== Work task ==
Each line below either holds the string "Telegram" or doesn't. Count those that do and give only the number.

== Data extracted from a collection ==
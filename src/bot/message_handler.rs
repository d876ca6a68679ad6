//! Message Handler module for processing incoming Telegram messages

use anyhow::Result;
use teloxide::prelude::*;
use teloxide::utils::command::BotCommands;
use tracing::{debug, error, info};

use crate::config::ConversationConfig;
use crate::conversation::{Event, Reply, SessionId};
use crate::conversation_errors::ServiceError;

use super::ui_builder::{create_choice_keyboard, format_help_message};
use super::{BotState, Command};

/// Send an engine reply, with its menu as an inline keyboard
pub async fn deliver_reply(bot: &Bot, chat_id: ChatId, reply: Reply) -> Result<(), ServiceError> {
    let request = bot.send_message(chat_id, reply.text);
    match reply.menu {
        Some(choices) => request.reply_markup(create_choice_keyboard(&choices)).await?,
        None => request.await?,
    };
    Ok(())
}

/// What a text message asks the bot to do
#[derive(Debug, Clone, PartialEq, Eq)]
pub enum TextAction {
    /// Show usage, leaving the conversation untouched
    Help,
    /// A slash command the bot does not know, or one addressed to another bot
    UnknownCommand,
    /// Input for the conversation engine
    Event(Event),
}

/// Map the text of a message to the action it requests
pub fn classify_text(text: &str, bot_username: &str, config: &ConversationConfig) -> TextAction {
    match Command::parse(text, bot_username) {
        Ok(Command::Help) => TextAction::Help,
        Ok(Command::Start) | Ok(Command::Cancel) => TextAction::Event(Event::CancelRequested),
        Err(_) if text.trim_start().starts_with('/') => TextAction::UnknownCommand,
        Err(_) => TextAction::Event(Event::from_text(text, config)),
    }
}

/// Whether an engine error is a record store failure reported back to the user
pub fn is_record_store_failure(err: &anyhow::Error) -> bool {
    matches!(
        err.downcast_ref::<ServiceError>(),
        Some(ServiceError::RecordStore(_))
    )
}

/// Feed an event to the conversation engine and deliver its reply
pub async fn dispatch_event(
    bot: &Bot,
    chat_id: ChatId,
    event: Event,
    language_code: Option<&str>,
    state: &BotState,
) -> Result<()> {
    match state
        .engine
        .handle_event(SessionId::from(chat_id), event, language_code)
        .await
    {
        Ok(reply) => {
            debug!(user_id = %chat_id, reply_kind = ?reply.kind, "Sending conversation reply");
            deliver_reply(bot, chat_id, reply).await?;
        }
        Err(e) if is_record_store_failure(&e) => {
            error!(user_id = %chat_id, error = ?e, "Failed to record receipt");
            bot.send_message(
                chat_id,
                state
                    .localization
                    .get_message("error-record-store", language_code, None),
            )
            .await
            .map_err(ServiceError::from)?;
        }
        Err(e) => return Err(e),
    }

    Ok(())
}

async fn handle_unknown_command(
    bot: &Bot,
    chat_id: ChatId,
    language_code: Option<&str>,
    state: &BotState,
) -> Result<()> {
    let reply = state
        .engine
        .reprompt(SessionId::from(chat_id), "unknown-command", language_code)
        .await?;

    match reply {
        Some(reply) => deliver_reply(bot, chat_id, reply).await?,
        None => {
            bot.send_message(
                chat_id,
                state
                    .localization
                    .get_message("unknown-command", language_code, None),
            )
            .await
            .map_err(ServiceError::from)?;
        }
    }

    Ok(())
}

async fn handle_text_message(bot: &Bot, msg: &Message, text: &str, state: &BotState) -> Result<()> {
    debug!(user_id = %msg.chat.id, message_length = text.len(), "Received text message from user");

    // Extract user's language code from Telegram
    let language_code = msg
        .from
        .as_ref()
        .and_then(|user| user.language_code.as_ref())
        .map(|s| s.as_str());

    match classify_text(text, &state.bot_username, &state.conversation) {
        TextAction::Help => {
            let help_message = format_help_message(
                &state.localization,
                language_code,
                &Command::descriptions().to_string(),
            );
            bot.send_message(msg.chat.id, help_message)
                .await
                .map_err(ServiceError::from)?;
            Ok(())
        }
        TextAction::UnknownCommand => {
            info!(user_id = %msg.chat.id, command = %text, "Ignoring unknown command");
            handle_unknown_command(bot, msg.chat.id, language_code, state).await
        }
        TextAction::Event(event) => {
            if event == Event::CancelRequested {
                info!(user_id = %msg.chat.id, "Restart requested");
            }
            dispatch_event(bot, msg.chat.id, event, language_code, state).await
        }
    }
}

async fn handle_unsupported_message(bot: &Bot, msg: &Message, state: &BotState) -> Result<()> {
    let language_code = msg
        .from
        .as_ref()
        .and_then(|user| user.language_code.as_ref())
        .map(|s| s.as_str());

    debug!(user_id = %msg.chat.id, "Received unsupported message type from user");

    bot.send_message(
        msg.chat.id,
        state
            .localization
            .get_message("unsupported-message", language_code, None),
    )
    .await
    .map_err(ServiceError::from)?;
    Ok(())
}

pub async fn message_handler(bot: Bot, msg: Message, state: BotState) -> Result<()> {
    match msg.text() {
        Some(text) => handle_text_message(&bot, &msg, text, &state).await?,
        None => handle_unsupported_message(&bot, &msg, &state).await?,
    }

    Ok(())
}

== Output of the task ==
2